* **Task instructions**:
Copy, without any change, the lines from the one that holds "the simulation rate" through the final line of the material below.

* **Exercise data**:
******************************

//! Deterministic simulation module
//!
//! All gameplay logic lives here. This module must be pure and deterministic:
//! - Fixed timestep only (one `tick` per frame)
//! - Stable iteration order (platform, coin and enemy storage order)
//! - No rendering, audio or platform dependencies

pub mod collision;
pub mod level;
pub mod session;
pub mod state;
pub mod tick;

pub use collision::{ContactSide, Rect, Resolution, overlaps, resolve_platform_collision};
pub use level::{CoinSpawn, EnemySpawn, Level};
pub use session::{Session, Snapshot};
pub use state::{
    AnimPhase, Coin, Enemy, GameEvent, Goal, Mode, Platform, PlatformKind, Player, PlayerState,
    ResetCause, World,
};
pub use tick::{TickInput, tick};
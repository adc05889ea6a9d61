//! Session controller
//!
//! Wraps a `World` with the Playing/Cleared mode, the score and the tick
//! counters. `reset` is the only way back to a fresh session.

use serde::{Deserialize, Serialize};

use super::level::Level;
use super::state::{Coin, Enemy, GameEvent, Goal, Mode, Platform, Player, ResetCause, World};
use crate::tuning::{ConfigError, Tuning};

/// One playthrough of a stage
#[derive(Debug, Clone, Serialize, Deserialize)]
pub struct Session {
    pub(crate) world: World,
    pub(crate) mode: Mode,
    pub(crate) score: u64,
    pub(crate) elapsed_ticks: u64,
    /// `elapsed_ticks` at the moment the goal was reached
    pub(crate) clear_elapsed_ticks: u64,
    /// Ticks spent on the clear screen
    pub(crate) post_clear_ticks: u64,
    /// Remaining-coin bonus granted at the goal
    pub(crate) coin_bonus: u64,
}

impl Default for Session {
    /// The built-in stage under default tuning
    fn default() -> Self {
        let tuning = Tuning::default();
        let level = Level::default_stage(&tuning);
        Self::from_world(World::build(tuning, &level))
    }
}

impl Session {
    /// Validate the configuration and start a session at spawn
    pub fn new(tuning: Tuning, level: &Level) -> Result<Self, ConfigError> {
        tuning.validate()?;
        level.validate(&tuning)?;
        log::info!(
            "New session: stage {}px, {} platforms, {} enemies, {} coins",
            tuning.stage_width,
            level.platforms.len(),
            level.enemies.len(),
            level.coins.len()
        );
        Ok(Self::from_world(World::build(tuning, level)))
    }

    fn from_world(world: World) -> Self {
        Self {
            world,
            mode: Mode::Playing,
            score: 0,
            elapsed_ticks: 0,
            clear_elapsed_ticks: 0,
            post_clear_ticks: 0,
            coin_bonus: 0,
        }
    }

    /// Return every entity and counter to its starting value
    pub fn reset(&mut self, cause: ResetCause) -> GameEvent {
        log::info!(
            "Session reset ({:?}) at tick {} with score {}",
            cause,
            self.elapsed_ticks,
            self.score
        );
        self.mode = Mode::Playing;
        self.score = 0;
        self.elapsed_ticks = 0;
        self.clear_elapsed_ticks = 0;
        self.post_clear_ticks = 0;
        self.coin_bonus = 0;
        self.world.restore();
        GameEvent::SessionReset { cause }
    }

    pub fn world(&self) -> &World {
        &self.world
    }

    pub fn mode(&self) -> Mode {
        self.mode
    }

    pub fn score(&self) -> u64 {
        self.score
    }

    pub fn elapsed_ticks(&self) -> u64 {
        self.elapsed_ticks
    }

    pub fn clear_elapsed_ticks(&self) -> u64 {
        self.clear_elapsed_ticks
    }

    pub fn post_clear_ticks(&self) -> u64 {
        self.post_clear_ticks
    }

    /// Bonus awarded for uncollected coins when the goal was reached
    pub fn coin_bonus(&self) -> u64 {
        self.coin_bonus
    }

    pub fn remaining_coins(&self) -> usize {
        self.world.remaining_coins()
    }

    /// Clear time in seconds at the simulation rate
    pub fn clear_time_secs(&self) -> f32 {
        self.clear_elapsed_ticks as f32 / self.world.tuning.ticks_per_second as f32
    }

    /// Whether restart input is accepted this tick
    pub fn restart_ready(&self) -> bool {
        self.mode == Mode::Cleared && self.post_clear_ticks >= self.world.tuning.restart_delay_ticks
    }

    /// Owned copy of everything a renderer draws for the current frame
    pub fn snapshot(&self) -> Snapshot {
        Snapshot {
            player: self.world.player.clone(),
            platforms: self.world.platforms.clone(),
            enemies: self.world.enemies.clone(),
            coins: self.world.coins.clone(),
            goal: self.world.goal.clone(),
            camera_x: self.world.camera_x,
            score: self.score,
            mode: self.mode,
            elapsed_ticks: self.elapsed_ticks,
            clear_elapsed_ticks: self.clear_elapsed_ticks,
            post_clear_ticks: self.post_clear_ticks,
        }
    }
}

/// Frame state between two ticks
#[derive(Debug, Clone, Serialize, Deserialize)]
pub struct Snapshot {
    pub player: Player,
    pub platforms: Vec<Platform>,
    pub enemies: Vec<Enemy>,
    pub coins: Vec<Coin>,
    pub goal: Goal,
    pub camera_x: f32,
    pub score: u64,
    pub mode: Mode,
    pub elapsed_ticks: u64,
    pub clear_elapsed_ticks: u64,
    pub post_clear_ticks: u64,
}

******************************

* **Answer box**:
    /// Clear time in seconds at the simulation rate
    pub fn clear_time_secs(&self) -> f32 {
        self.clear_elapsed_ticks as f32 / self.world.tuning.ticks_per_second as f32
    }

    /// Whether restart input is accepted this tick
    pub fn restart_ready(&self) -> bool {
        self.mode == Mode::Cleared && self.post_clear_ticks >= self.world.tuning.restart_delay_ticks
    }

    /// Owned copy of everything a renderer draws for the current frame
    pub fn snapshot(&self) -> Snapshot {
        Snapshot {
            player: self.world.player.clone(),
            platforms: self.world.platforms.clone(),
            enemies: self.world.enemies.clone(),
            coins: self.world.coins.clone(),
            goal: self.world.goal.clone(),
            camera_x: self.world.camera_x,
            score: self.score,
            mode: self.mode,
            elapsed_ticks: self.elapsed_ticks,
            clear_elapsed_ticks: self.clear_elapsed_ticks,
            post_clear_ticks: self.post_clear_ticks,
        }
    }
}

/// Frame state between two ticks
#[derive(Debug, Clone, Serialize, Deserialize)]
pub struct Snapshot {
    pub player: Player,
    pub platforms: Vec<Platform>,
    pub enemies: Vec<Enemy>,
    pub coins: Vec<Coin>,
    pub goal: Goal,
    pub camera_x: f32,
    pub score: u64,
    pub mode: Mode,
    pub elapsed_ticks: u64,
    pub clear_elapsed_ticks: u64,
    pub post_clear_ticks: u64,
}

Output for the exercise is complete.